TASK STATEMENT :: Return the opening lines of the material, word for word. End with the line that contains "the channel's path.".

DATA FOR THE TASK ::
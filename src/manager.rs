//! The acquire/release seam between handles and the OS resource.

use std::collections::HashMap;
use std::path::{Path, PathBuf};
use std::sync::{Arc, Mutex, MutexGuard, PoisonError};

use crate::{Channel, FileError, Mode};

/// Acquisition and release of shared channels, keyed by path.
///
/// This trait is the one seam where cross-handle sharing happens. Two
/// handles opened for the same path must end up referencing the same
/// [`Channel`], because some platforms tie advisory locks and memory maps
/// to process-wide descriptor identity; independent opens of one path from
/// different components can silently invalidate each other's state.
///
/// Implementations must tolerate concurrent acquisition and release from
/// many handles — this is the only shared mutable state in the design.
///
/// # Contract
///
/// - `acquire` increments a per-path share count and returns a reference
///   to the (possibly already open) channel.
/// - `release` decrements the share count; the underlying OS resource is
///   closed only when the count for the path reaches zero. Safe to call
///   with the last outstanding reference.
/// - Every successful `acquire` must be matched by exactly one `release`.
///   [`FileHandle`](crate::FileHandle) performs the release in `close`.
///
/// # Object Safety
///
/// This trait is object-safe; handles hold `Arc<dyn ChannelManager>`.
pub trait ChannelManager: Send + Sync {
    /// Obtain a reference to a shared channel for `path` opened in `mode`.
    ///
    /// If the path is already open, the existing channel is returned and
    /// its share count incremented; the mode of the first acquisition
    /// wins for the lifetime of the entry.
    ///
    /// # Errors
    ///
    /// - [`FileError::Acquire`] if the platform open fails (permission,
    ///   missing parent directory, exhausted OS handles).
    fn acquire(&self, path: &Path, mode: Mode) -> Result<Arc<Channel>, FileError>;

    /// Return one reference for the channel's path.
    ///
    /// When the last reference is returned the manager forgets the entry
    /// and the OS resource is closed as the final `Arc<Channel>` drops.
    /// Close-time platform errors are best-effort: the caller wanting
    /// durability must sync before releasing.
    fn release(&self, channel: &Arc<Channel>);
}

/// Reference-counting [`ChannelManager`] over `std::fs`.
///
/// Keeps a mutex-guarded map from path to open channel and share count.
/// Paths are compared as given; callers sharing a file must address it by
/// a consistent path (canonicalize first if in doubt).
#[derive(Debug, Default)]
pub struct StdChannelManager {
    entries: Mutex<HashMap<PathBuf, Entry>>,
}

#[derive(Debug)]
struct Entry {
    channel: Arc<Channel>,
    refs: usize,
}

impl StdChannelManager {
    /// Create an empty manager.
    pub fn new() -> Self {
        Self::default()
    }

    /// Number of outstanding acquisitions for `path`; 0 once the path is
    /// fully released (or was never acquired).
    pub fn open_count(&self, path: &Path) -> usize {
        self.lock_entries().get(path).map_or(0, |entry| entry.refs)
    }

    fn lock_entries(&self) -> MutexGuard<'_, HashMap<PathBuf, Entry>> {
        self.entries.lock().unwrap_or_else(PoisonError::into_inner)
    }
}

impl ChannelManager for StdChannelManager {
    fn acquire(&self, path: &Path, mode: Mode) -> Result<Arc<Channel>, FileError> {
        let mut entries = self.lock_entries();
        if let Some(entry) = entries.get_mut(path) {
            entry.refs += 1;
            log_event!("acquire (shared, refs={}): {}", entry.refs, path.display());
            return Ok(Arc::clone(&entry.channel));
        }

        let channel = Channel::open(path, mode).map_err(|source| FileError::Acquire {
            path: path.to_path_buf(),
            source,
        })?;
        let channel = Arc::new(channel);
        entries.insert(
            path.to_path_buf(),
            Entry {
                channel: Arc::clone(&channel),
                refs: 1,
            },
        );
        log_event!("acquire (opened): {}", path.display());
        Ok(channel)
    }

    fn release(&self, channel: &Arc<Channel>) {
        let mut entries = self.lock_entries();
        let Some(entry) = entries.get_mut(channel.path()) else {
            // Unmanaged channel or path already fully released.
            log_event!("release of untracked channel: {}", channel.path().display());
            return;
        };
        entry.refs -= 1;
        log_event!("release (refs={}): {}", entry.refs, channel.path().display());
        if entry.refs == 0 {
            // The OS resource closes once the caller drops its reference.
            entries.remove(channel.path());
        }
    }
}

EXERCISE SOLUTION ::
filename src/manager.rs
//! The acquire/release seam between handles and the OS resource.

use std::collections::HashMap;
use std::path::{Path, PathBuf};
use std::sync::{Arc, Mutex, MutexGuard, PoisonError};

use crate::{Channel, FileError, Mode};

/// Acquisition and release of shared channels, keyed by path.
///
/// This trait is the one seam where cross-handle sharing happens. Two
/// handles opened for the same path must end up referencing the same
/// [`Channel`], because some platforms tie advisory locks and memory maps
/// to process-wide descriptor identity; independent opens of one path from
/// different components can silently invalidate each other's state.
///
/// Implementations must tolerate concurrent acquisition and release from
/// many handles — this is the only shared mutable state in the design.
///
/// # Contract
///
/// - `acquire` increments a per-path share count and returns a reference
///   to the (possibly already open) channel.
/// - `release` decrements the share count; the underlying OS resource is
///   closed only when the count for the path reaches zero. Safe to call
///   with the last outstanding reference.
/// - Every successful `acquire` must be matched by exactly one `release`.
///   [`FileHandle`](crate::FileHandle) performs the release in `close`.
///
/// # Object Safety
///
/// This trait is object-safe; handles hold `Arc<dyn ChannelManager>`.
pub trait ChannelManager: Send + Sync {
    /// Obtain a reference to a shared channel for `path` opened in `mode`.
    ///
    /// If the path is already open, the existing channel is returned and
    /// its share count incremented; the mode of the first acquisition
    /// wins for the lifetime of the entry.
    ///
    /// # Errors
    ///
    /// - [`FileError::Acquire`] if the platform open fails (permission,
    ///   missing parent directory, exhausted OS handles).
    fn acquire(&self, path: &Path, mode: Mode) -> Result<Arc<Channel>, FileError>;

    /// Return one reference for the channel's path.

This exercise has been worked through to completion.